Buy a second-hand Maxijet, they are very reliable and cheap as chips, I'd just keep it as a spare, with a spare sponge <http://ukaps.org/forum/viewtopic.php?f=10&t=12412>. 

If you really don't have any other form of filtration, and the tank is reasonably heavily planted, you could lower the water level fairly drastically. The plants will still deal with any ammonia from the shrimps, and the larger surface area to volume ratio (with the lowered water level) will mean that oxygen levels should remain higher purely via diffusion. I'd stop feeding the shrimps (and plants) and if you use CO2, turn it off. 

You could also leave the light on 24/7 for a few days, this will mean that the plants will produce oxygen all the time via photosynthesis.

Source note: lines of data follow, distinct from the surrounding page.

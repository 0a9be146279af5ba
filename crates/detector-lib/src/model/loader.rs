//! One-shot model loading at startup
//!
//! Loading never aborts the process: any failure yields an unavailable
//! [`ModelHandle`] carrying the diagnostic reason, so the service can still
//! come up and report its degraded state.

use super::{AnomalyModel, ArtifactFormat, IsolationForest, ModelHandle, ModelInfo, OnnxModel};
use crate::error::LoadError;
use sha2::{Digest, Sha256};
use std::fs;
use std::io::ErrorKind;
use std::path::{Path, PathBuf};
use std::sync::Arc;
use tracing::debug;

/// Default cap on artifact size (64 MiB)
pub const DEFAULT_MAX_MODEL_SIZE: u64 = 64 * 1024 * 1024;

/// Compute SHA256 checksum of data
pub fn compute_checksum(data: &[u8]) -> String {
    let mut hasher = Sha256::new();
    hasher.update(data);
    hex::encode(hasher.finalize())
}

/// Loads the model artifact from a fixed path
#[derive(Debug, Clone)]
pub struct ModelLoader {
    path: PathBuf,
    expected_checksum: Option<String>,
    max_model_size: u64,
}

impl ModelLoader {
    pub fn new(path: impl Into<PathBuf>) -> Self {
        Self {
            path: path.into(),
            expected_checksum: None,
            max_model_size: DEFAULT_MAX_MODEL_SIZE,
        }
    }

    /// Require the artifact to match this SHA256 (hex)
    pub fn with_expected_checksum(mut self, checksum: Option<String>) -> Self {
        self.expected_checksum = checksum.map(|c| c.trim().to_ascii_lowercase());
        self
    }

    pub fn with_max_model_size(mut self, max_bytes: u64) -> Self {
        self.max_model_size = max_bytes;
        self
    }

    pub fn path(&self) -> &Path {
        &self.path
    }

    /// Load the artifact, converting any failure into an unavailable handle
    pub fn load(&self) -> ModelHandle {
        match self.try_load() {
            Ok((model, info)) => ModelHandle::loaded(model, info),
            Err(e) => ModelHandle::unavailable(e.to_string()),
        }
    }

    /// Load the artifact, returning the failure reason on error
    pub fn try_load(&self) -> Result<(Arc<dyn AnomalyModel>, ModelInfo), LoadError> {
        let metadata = fs::metadata(&self.path).map_err(|e| self.map_io_error(e))?;
        if metadata.len() > self.max_model_size {
            return Err(LoadError::TooLarge {
                size: metadata.len(),
                max: self.max_model_size,
            });
        }

        let bytes = fs::read(&self.path).map_err(|e| self.map_io_error(e))?;
        let checksum = compute_checksum(&bytes);

        if let Some(expected) = &self.expected_checksum {
            if *expected != checksum {
                return Err(LoadError::ChecksumMismatch {
                    expected: expected.clone(),
                    actual: checksum,
                });
            }
        }

        let format = ArtifactFormat::from_path(&self.path);
        debug!(
            path = %self.path.display(),
            format = %format,
            size = bytes.len(),
            "Deserializing model artifact"
        );

        let model: Arc<dyn AnomalyModel> = match format {
            ArtifactFormat::Forest => Arc::new(IsolationForest::from_json(&bytes)?),
            ArtifactFormat::Onnx => Arc::new(OnnxModel::from_bytes(&bytes)?),
        };

        let info = ModelInfo {
            format,
            checksum,
            size_bytes: bytes.len() as u64,
            loaded_at: chrono::Utc::now().timestamp(),
        };

        Ok((model, info))
    }

    fn map_io_error(&self, error: std::io::Error) -> LoadError {
        if error.kind() == ErrorKind::NotFound {
            LoadError::NotFound {
                path: self.path.clone(),
            }
        } else {
            LoadError::Io(error)
        }
    }
}

#[cfg(test)]
mod tests {
    use super::*;
    use crate::model::{IsolationTree, Node};
    use crate::models::{AnomalyScore, FeatureVector};
    use tempfile::TempDir;

    fn write_forest(dir: &TempDir, name: &str) -> PathBuf {
        let forest = IsolationForest {
            format_version: 1,
            n_features: 2,
            max_samples: 2,
            offset: -0.4,
            trees: vec![IsolationTree {
                nodes: vec![
                    Node::Split {
                        feature: 0,
                        threshold: 0.0,
                        left: 1,
                        right: 2,
                    },
                    Node::Leaf { size: 1 },
                    Node::Leaf { size: 2 },
                ],
            }],
        };
        let path = dir.path().join(name);
        fs::write(&path, forest.to_json_pretty().unwrap()).unwrap();
        path
    }

    #[test]
    fn test_compute_checksum() {
        let checksum = compute_checksum(b"test model weights");
        assert_eq!(checksum.len(), 64); // SHA256 hex is 64 chars
        assert_eq!(checksum, compute_checksum(b"test model weights"));
    }

    #[test]
    fn test_load_valid_forest() {
        let temp_dir = TempDir::new().unwrap();
        let path = write_forest(&temp_dir, "anomaly_detector.json");

        let handle = ModelLoader::new(&path).load();
        assert!(handle.is_loaded());

        let info = handle.info().unwrap();
        assert_eq!(info.format, ArtifactFormat::Forest);
        assert_eq!(info.checksum, compute_checksum(&fs::read(&path).unwrap()));

        let model = handle.model().unwrap();
        let features = FeatureVector::new(-1.0, 0.0).unwrap();
        assert_eq!(model.score(&features).unwrap(), AnomalyScore::Anomaly);
        assert_eq!(model.name(), "isolation_forest");
    }

    #[test]
    fn test_missing_file_is_not_found() {
        let temp_dir = TempDir::new().unwrap();
        let loader = ModelLoader::new(temp_dir.path().join("missing.json"));

        assert!(matches!(loader.try_load(), Err(LoadError::NotFound { .. })));

        let handle = loader.load();
        assert!(!handle.is_loaded());
        assert!(handle.failure_reason().unwrap().contains("not found"));
    }

    #[test]
    fn test_corrupt_artifact() {
        let temp_dir = TempDir::new().unwrap();
        let path = temp_dir.path().join("anomaly_detector.json");
        fs::write(&path, b"\x80\x04\x95 pickled bytes").unwrap();

        let loader = ModelLoader::new(&path);
        assert!(matches!(loader.try_load(), Err(LoadError::Parse(_))));
        assert!(!loader.load().is_loaded());
    }

    #[test]
    fn test_checksum_verification() {
        let temp_dir = TempDir::new().unwrap();
        let path = write_forest(&temp_dir, "anomaly_detector.json");
        let actual = compute_checksum(&fs::read(&path).unwrap());

        let mismatched = ModelLoader::new(&path).with_expected_checksum(Some("00".repeat(32)));
        assert!(matches!(
            mismatched.try_load(),
            Err(LoadError::ChecksumMismatch { .. })
        ));

        let matched =
            ModelLoader::new(&path).with_expected_checksum(Some(actual.to_ascii_uppercase()));
        assert!(matched.load().is_loaded());
    }

    #[test]
    fn test_size_limit() {
        let temp_dir = TempDir::new().unwrap();
        let path = write_forest(&temp_dir, "anomaly_detector.json");

        let loader = ModelLoader::new(&path).with_max_model_size(16);
        assert!(matches!(loader.try_load(), Err(LoadError::TooLarge { .. })));
    }

    #[test]
    fn test_onnx_extension_uses_onnx_backend() {
        let temp_dir = TempDir::new().unwrap();
        let path = temp_dir.path().join("model.onnx");
        fs::write(&path, b"not an onnx graph").unwrap();

        assert!(matches!(
            ModelLoader::new(&path).try_load(),
            Err(LoadError::Onnx(_))
        ));
    }
}
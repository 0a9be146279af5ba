//! Core data models for the detection service

use serde::{Deserialize, Serialize};

use crate::error::ValidationError;

/// Number of features the service accepts: CPU usage and memory load
pub const NUM_FEATURES: usize = 2;

/// Feature vector for a single prediction
#[derive(Debug, Clone, Copy, PartialEq, Serialize)]
pub struct FeatureVector {
    pub cpu_usage: f64,
    pub memory_load: f64,
}

impl FeatureVector {
    /// Build a feature vector, rejecting NaN and infinities
    pub fn new(cpu_usage: f64, memory_load: f64) -> Result<Self, ValidationError> {
        if !cpu_usage.is_finite() {
            return Err(ValidationError::NonFinite { index: 0 });
        }
        if !memory_load.is_finite() {
            return Err(ValidationError::NonFinite { index: 1 });
        }
        Ok(Self {
            cpu_usage,
            memory_load,
        })
    }

    /// Features in model input order
    pub fn as_array(&self) -> [f64; NUM_FEATURES] {
        [self.cpu_usage, self.memory_load]
    }
}

/// Discrete model output
#[derive(Debug, Clone, Copy, PartialEq, Eq, Hash)]
pub enum AnomalyScore {
    Anomaly,
    Normal,
}

impl AnomalyScore {
    /// Wire value: -1 for anomalies, 1 for normal traffic
    pub fn as_i8(self) -> i8 {
        match self {
            AnomalyScore::Anomaly => -1,
            AnomalyScore::Normal => 1,
        }
    }

    pub fn from_i64(value: i64) -> Option<Self> {
        match value {
            -1 => Some(AnomalyScore::Anomaly),
            1 => Some(AnomalyScore::Normal),
            _ => None,
        }
    }

    /// Human-readable status string returned alongside the score
    pub fn status(self) -> &'static str {
        match self {
            AnomalyScore::Anomaly => "Anomaly Detected",
            AnomalyScore::Normal => "Normal Traffic",
        }
    }

    /// Metric label for this outcome
    pub fn label(self) -> &'static str {
        match self {
            AnomalyScore::Anomaly => "anomaly",
            AnomalyScore::Normal => "normal",
        }
    }
}

impl Serialize for AnomalyScore {
    fn serialize<S: serde::Serializer>(&self, serializer: S) -> Result<S::Ok, S::Error> {
        serializer.serialize_i8(self.as_i8())
    }
}

impl<'de> Deserialize<'de> for AnomalyScore {
    fn deserialize<D: serde::Deserializer<'de>>(deserializer: D) -> Result<Self, D::Error> {
        let value = i64::deserialize(deserializer)?;
        AnomalyScore::from_i64(value).ok_or_else(|| {
            serde::de::Error::custom(format!("prediction score must be -1 or 1, got {}", value))
        })
    }
}

/// Prediction request body as sent by callers
#[derive(Debug, Clone, Serialize, Deserialize)]
pub struct PredictionRequest {
    pub data: Vec<f64>,
}

/// Successful prediction response body
#[derive(Debug, Clone, Serialize, Deserialize)]
pub struct PredictionResponse {
    pub status: String,
    pub prediction_score: AnomalyScore,
    pub input_data: [f64; NUM_FEATURES],
    pub message: String,
}

impl PredictionResponse {
    pub fn new(features: &FeatureVector, score: AnomalyScore) -> Self {
        Self {
            status: score.status().to_string(),
            prediction_score: score,
            input_data: features.as_array(),
            message: "Prediction successful. Score of -1 indicates an anomaly.".to_string(),
        }
    }
}

/// Error response body for every non-2xx reply
#[derive(Debug, Clone, Serialize, Deserialize)]
pub struct ErrorBody {
    pub error: String,
    pub status: u16,
}

#[cfg(test)]
mod tests {
    use super::*;

    #[test]
    fn test_feature_vector_rejects_non_finite() {
        assert_eq!(
            FeatureVector::new(f64::NAN, 1.0),
            Err(ValidationError::NonFinite { index: 0 })
        );
        assert_eq!(
            FeatureVector::new(1.0, f64::NEG_INFINITY),
            Err(ValidationError::NonFinite { index: 1 })
        );
        assert!(FeatureVector::new(-1e300, 1e300).is_ok());
    }

    #[test]
    fn test_anomaly_score_wire_format() {
        assert_eq!(serde_json::to_string(&AnomalyScore::Anomaly).unwrap(), "-1");
        assert_eq!(serde_json::to_string(&AnomalyScore::Normal).unwrap(), "1");

        let parsed: AnomalyScore = serde_json::from_str("-1").unwrap();
        assert_eq!(parsed, AnomalyScore::Anomaly);
        assert!(serde_json::from_str::<AnomalyScore>("0").is_err());
    }

    #[test]
    fn test_prediction_response_fields() {
        let features = FeatureVector::new(-5.5, 5.2).unwrap();
        let response = PredictionResponse::new(&features, AnomalyScore::Anomaly);
        let json = serde_json::to_value(&response).unwrap();

        assert_eq!(json["prediction_score"], -1);
        assert_eq!(json["status"], "Anomaly Detected");
        assert_eq!(json["input_data"][0], -5.5);
        assert_eq!(json["input_data"][1], 5.2);
    }
}
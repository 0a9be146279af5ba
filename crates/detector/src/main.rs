//! Anomaly Detector - Isolation Forest inference service
//!
//! Loads the model artifact once at startup and serves predictions over HTTP.
//! A missing or broken artifact does not stop the process; the health
//! endpoint reports the degraded state instead.

use anomaly_detector::{api, AppState, DetectorConfig, SERVICE_VERSION};
use anyhow::Result;
use detector_lib::{DetectorMetrics, ModelLoader, StructuredLogger};
use std::sync::Arc;
use tracing::{info, warn};
use tracing_subscriber::{fmt, prelude::*, EnvFilter};

#[tokio::main]
async fn main() -> Result<()> {
    // Initialize tracing with JSON output and env filter
    tracing_subscriber::registry()
        .with(EnvFilter::try_from_default_env().unwrap_or_else(|_| EnvFilter::new("info")))
        .with(fmt::layer().json())
        .init();

    info!("Starting anomaly-detector");

    // Load configuration
    let config = DetectorConfig::load()?;
    info!(
        model_path = %config.model_path.display(),
        port = config.api_port,
        "Service configured"
    );

    let metrics = DetectorMetrics::new();
    let logger = StructuredLogger::new(&config.service_name);

    // Load the model once, before any request can be accepted
    let handle = ModelLoader::new(&config.model_path)
        .with_expected_checksum(config.model_sha256.clone())
        .with_max_model_size(config.max_model_size_bytes)
        .load();
    logger.log_model_load(&config.model_path.display().to_string(), &handle);
    metrics.set_model_state(&handle);

    let handle = Arc::new(handle);
    let app_state = Arc::new(AppState::new(
        handle.clone(),
        &config.service_name,
        metrics,
        logger.clone(),
    ));

    logger.log_startup(SERVICE_VERSION, handle.is_loaded());

    api::serve(&config.listen_address(), app_state, shutdown_signal(logger)).await?;

    info!("Shutting down");
    Ok(())
}

/// Resolves on SIGINT, or SIGTERM on unix
async fn shutdown_signal(logger: StructuredLogger) {
    let ctrl_c = async {
        if let Err(e) = tokio::signal::ctrl_c().await {
            warn!(error = %e, "Failed to listen for SIGINT");
            std::future::pending::<()>().await;
        }
    };

    #[cfg(unix)]
    let terminate = async {
        match tokio::signal::unix::signal(tokio::signal::unix::SignalKind::terminate()) {
            Ok(mut signal) => {
                signal.recv().await;
            }
            Err(e) => {
                warn!(error = %e, "Failed to listen for SIGTERM");
                std::future::pending::<()>().await;
            }
        }
    };

    #[cfg(not(unix))]
    let terminate = std::future::pending::<()>();

    let reason = tokio::select! {
        _ = ctrl_c => "SIGINT received",
        _ = terminate => "SIGTERM received",
    };

    logger.log_shutdown(reason);
}
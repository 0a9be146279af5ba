//! Service health check

use anyhow::Result;
use colored::Colorize;

use crate::client::ApiClient;
use crate::output::{color_status, print_json, print_success, print_warning, OutputFormat};

/// Print service health. Returns whether the service is ready.
pub async fn show_health(client: &ApiClient, format: OutputFormat) -> Result<bool> {
    let health = client.health().await?;

    match format {
        OutputFormat::Json => print_json(&health)?,
        OutputFormat::Table => {
            println!("{}", "Service Health".bold());
            println!("{}", "=".repeat(50));
            println!("Service:      {}", health.service.cyan());
            println!("Version:      {}", health.version);
            println!("Status:       {}", color_status(health.status));
            println!("Model loaded: {}", health.model_loaded);
            if let Some(model_format) = health.model_format {
                println!("Model format: {}", model_format);
            }
            println!("Checked at:   {}", format_timestamp(health.checked_at));
            println!();

            if health.ready {
                print_success(&health.message);
            } else {
                print_warning(&health.message);
            }
        }
    }

    Ok(health.ready)
}

fn format_timestamp(ts: i64) -> String {
    chrono::DateTime::from_timestamp(ts, 0)
        .map(|dt| dt.format("%Y-%m-%d %H:%M:%S UTC").to_string())
        .unwrap_or_else(|| ts.to_string())
}
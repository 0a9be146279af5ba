//! Anomaly model artifacts and the process-wide model handle

mod forest;
mod loader;
mod onnx;

pub use forest::{average_path_length, ForestConfig, IsolationForest, IsolationTree, Node};
pub use loader::{compute_checksum, ModelLoader, DEFAULT_MAX_MODEL_SIZE};
pub use onnx::OnnxModel;

use crate::models::{AnomalyScore, FeatureVector};
use anyhow::Result;
use serde::{Deserialize, Serialize};
use std::fmt;
use std::path::Path;
use std::sync::Arc;

/// Capability every loaded artifact exposes
pub trait AnomalyModel: Send + Sync {
    /// Classify a feature vector as anomalous or normal
    fn score(&self, features: &FeatureVector) -> Result<AnomalyScore>;

    /// Short name of the backing implementation
    fn name(&self) -> &str;
}

/// On-disk artifact format, selected by file extension
#[derive(Debug, Clone, Copy, PartialEq, Eq, Serialize, Deserialize)]
#[serde(rename_all = "lowercase")]
pub enum ArtifactFormat {
    /// Native Isolation Forest artifact
    Forest,
    /// ONNX graph executed with tract
    Onnx,
}

impl ArtifactFormat {
    pub fn from_path(path: &Path) -> Self {
        match path.extension().and_then(|ext| ext.to_str()) {
            Some(ext) if ext.eq_ignore_ascii_case("onnx") => ArtifactFormat::Onnx,
            _ => ArtifactFormat::Forest,
        }
    }

    pub fn as_str(&self) -> &'static str {
        match self {
            ArtifactFormat::Forest => "forest",
            ArtifactFormat::Onnx => "onnx",
        }
    }
}

impl fmt::Display for ArtifactFormat {
    fn fmt(&self, f: &mut fmt::Formatter<'_>) -> fmt::Result {
        f.write_str(self.as_str())
    }
}

/// Metadata about a successfully loaded artifact
#[derive(Debug, Clone, Serialize)]
pub struct ModelInfo {
    pub format: ArtifactFormat,
    pub checksum: String,
    pub size_bytes: u64,
    pub loaded_at: i64,
}

enum ModelState {
    Loaded {
        model: Arc<dyn AnomalyModel>,
        info: ModelInfo,
    },
    Unavailable {
        reason: String,
    },
}

/// Read-only handle to the model loaded at startup.
///
/// The state is fixed at construction: there is no way to load, swap or
/// unload a model afterwards, so a loaded handle stays loaded for the
/// lifetime of the process.
pub struct ModelHandle {
    state: ModelState,
}

impl ModelHandle {
    pub fn loaded(model: Arc<dyn AnomalyModel>, info: ModelInfo) -> Self {
        Self {
            state: ModelState::Loaded { model, info },
        }
    }

    pub fn unavailable(reason: impl Into<String>) -> Self {
        Self {
            state: ModelState::Unavailable {
                reason: reason.into(),
            },
        }
    }

    pub fn is_loaded(&self) -> bool {
        matches!(self.state, ModelState::Loaded { .. })
    }

    pub fn model(&self) -> Option<&dyn AnomalyModel> {
        match &self.state {
            ModelState::Loaded { model, .. } => Some(model.as_ref()),
            ModelState::Unavailable { .. } => None,
        }
    }

    pub fn info(&self) -> Option<&ModelInfo> {
        match &self.state {
            ModelState::Loaded { info, .. } => Some(info),
            ModelState::Unavailable { .. } => None,
        }
    }

    /// Internal diagnostic for a failed load. Never returned to callers.
    pub fn failure_reason(&self) -> Option<&str> {
        match &self.state {
            ModelState::Loaded { .. } => None,
            ModelState::Unavailable { reason } => Some(reason),
        }
    }
}

impl fmt::Debug for ModelHandle {
    fn fmt(&self, f: &mut fmt::Formatter<'_>) -> fmt::Result {
        match &self.state {
            ModelState::Loaded { model, info } => f
                .debug_struct("ModelHandle")
                .field("model", &model.name())
                .field("info", info)
                .finish(),
            ModelState::Unavailable { reason } => f
                .debug_struct("ModelHandle")
                .field("unavailable", reason)
                .finish(),
        }
    }
}
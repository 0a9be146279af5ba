//! Anomaly detection HTTP service
//!
//! Serves the model loaded at startup over `/predict`, with `/health`,
//! `/livez` and `/metrics` for orchestration and monitoring.

pub mod api;
pub mod config;
pub mod error;

pub use api::{create_router, serve, AppState, SERVICE_VERSION};
pub use config::DetectorConfig;
pub use error::{ApiError, ApiResult};
pub mod health;
pub mod predict;
pub mod train;
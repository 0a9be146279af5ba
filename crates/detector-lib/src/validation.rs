//! Prediction payload validation
//!
//! Payloads are parsed as untyped JSON and checked field by field so every
//! rejection maps to a specific [`ValidationError`]. Unknown top-level fields
//! are ignored. Numbers are never coerced from strings or booleans.

use serde_json::Value;
use tracing::debug;

use crate::error::ValidationError;
use crate::models::{FeatureVector, NUM_FEATURES};

/// Name of the field carrying the feature array
pub const DATA_FIELD: &str = "data";

/// Validate a raw request body into a feature vector
pub fn validate_payload(body: &[u8]) -> Result<FeatureVector, ValidationError> {
    let value: Value = serde_json::from_slice(body).map_err(|_| ValidationError::MalformedJson)?;
    validate_value(&value)
}

/// Validate an already-decoded JSON value into a feature vector
pub fn validate_value(value: &Value) -> Result<FeatureVector, ValidationError> {
    let object = value.as_object().ok_or(ValidationError::NotAnObject)?;

    if object.len() > 1 {
        debug!(
            fields = object.len(),
            "Ignoring unknown fields in prediction request"
        );
    }

    let data = object
        .get(DATA_FIELD)
        .ok_or(ValidationError::MissingField)?;
    let items = data.as_array().ok_or(ValidationError::NotAnArray {
        expected: NUM_FEATURES,
    })?;

    if items.len() != NUM_FEATURES {
        return Err(ValidationError::WrongArity {
            expected: NUM_FEATURES,
            actual: items.len(),
        });
    }

    let cpu_usage = number_at(items, 0)?;
    let memory_load = number_at(items, 1)?;
    FeatureVector::new(cpu_usage, memory_load)
}

fn number_at(items: &[Value], index: usize) -> Result<f64, ValidationError> {
    match &items[index] {
        Value::Number(n) => n.as_f64().ok_or(ValidationError::NonFinite { index }),
        _ => Err(ValidationError::NotANumber { index }),
    }
}

#[cfg(test)]
mod tests {
    use super::*;

    #[test]
    fn test_valid_payload() {
        let features = validate_payload(br#"{"data": [-5.5, 5.2]}"#).unwrap();
        assert_eq!(features.cpu_usage, -5.5);
        assert_eq!(features.memory_load, 5.2);
    }

    #[test]
    fn test_integers_accepted_as_numbers() {
        let features = validate_payload(br#"{"data": [2, -3]}"#).unwrap();
        assert_eq!(features.as_array(), [2.0, -3.0]);
    }

    #[test]
    fn test_extra_fields_ignored() {
        let features = validate_payload(br#"{"data": [2.1, 2.1], "host": "node-1"}"#).unwrap();
        assert_eq!(features.as_array(), [2.1, 2.1]);
    }

    #[test]
    fn test_single_element_rejected() {
        assert_eq!(
            validate_payload(br#"{"data": [2.1]}"#),
            Err(ValidationError::WrongArity {
                expected: 2,
                actual: 1
            })
        );
    }

    #[test]
    fn test_too_many_elements_rejected() {
        assert_eq!(
            validate_payload(br#"{"data": [1.0, 2.0, 3.0]}"#),
            Err(ValidationError::WrongArity {
                expected: 2,
                actual: 3
            })
        );
    }

    #[test]
    fn test_non_numeric_element_rejected() {
        assert_eq!(
            validate_payload(br#"{"data": ["x", 2.1]}"#),
            Err(ValidationError::NotANumber { index: 0 })
        );
        assert_eq!(
            validate_payload(br#"{"data": [2.1, "2.1"]}"#),
            Err(ValidationError::NotANumber { index: 1 })
        );
        assert_eq!(
            validate_payload(br#"{"data": [true, 2.1]}"#),
            Err(ValidationError::NotANumber { index: 0 })
        );
        assert_eq!(
            validate_payload(br#"{"data": [null, 2.1]}"#),
            Err(ValidationError::NotANumber { index: 0 })
        );
    }

    #[test]
    fn test_non_finite_literals_rejected() {
        // NaN and Infinity are not JSON; overflowing literals are refused by the parser.
        assert!(validate_payload(br#"{"data": [NaN, 1.0]}"#).is_err());
        assert!(validate_payload(br#"{"data": [Infinity, 1.0]}"#).is_err());
        assert!(validate_payload(br#"{"data": [1e400, 1.0]}"#).is_err());
    }

    #[test]
    fn test_structural_errors() {
        assert_eq!(
            validate_payload(b"not json"),
            Err(ValidationError::MalformedJson)
        );
        assert_eq!(
            validate_payload(b"[1.0, 2.0]"),
            Err(ValidationError::NotAnObject)
        );
        assert_eq!(
            validate_payload(br#"{"values": [1.0, 2.0]}"#),
            Err(ValidationError::MissingField)
        );
        assert_eq!(
            validate_payload(br#"{"data": 1.0}"#),
            Err(ValidationError::NotAnArray { expected: 2 })
        );
        assert_eq!(validate_payload(b""), Err(ValidationError::MalformedJson));
    }
}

Some plants do all right under 24 hours light, some don't. In this case you could leave CO2 on and carry on feeding the plants.

cheers Darrel


----------



## basil (31 Oct 2012)

Cheers for the advice guys. I've set up and seeded a new air driven sponge filter and dropped that in along with an airstone to keep o2 levels up. No co2 running in the tank, but I've dropped water level to half to help o2 exchange.

Also dosed with some Genchem Beta Glucans and Biozyme. Shrimps seems happy so far........  

Thanks,

Mike


----------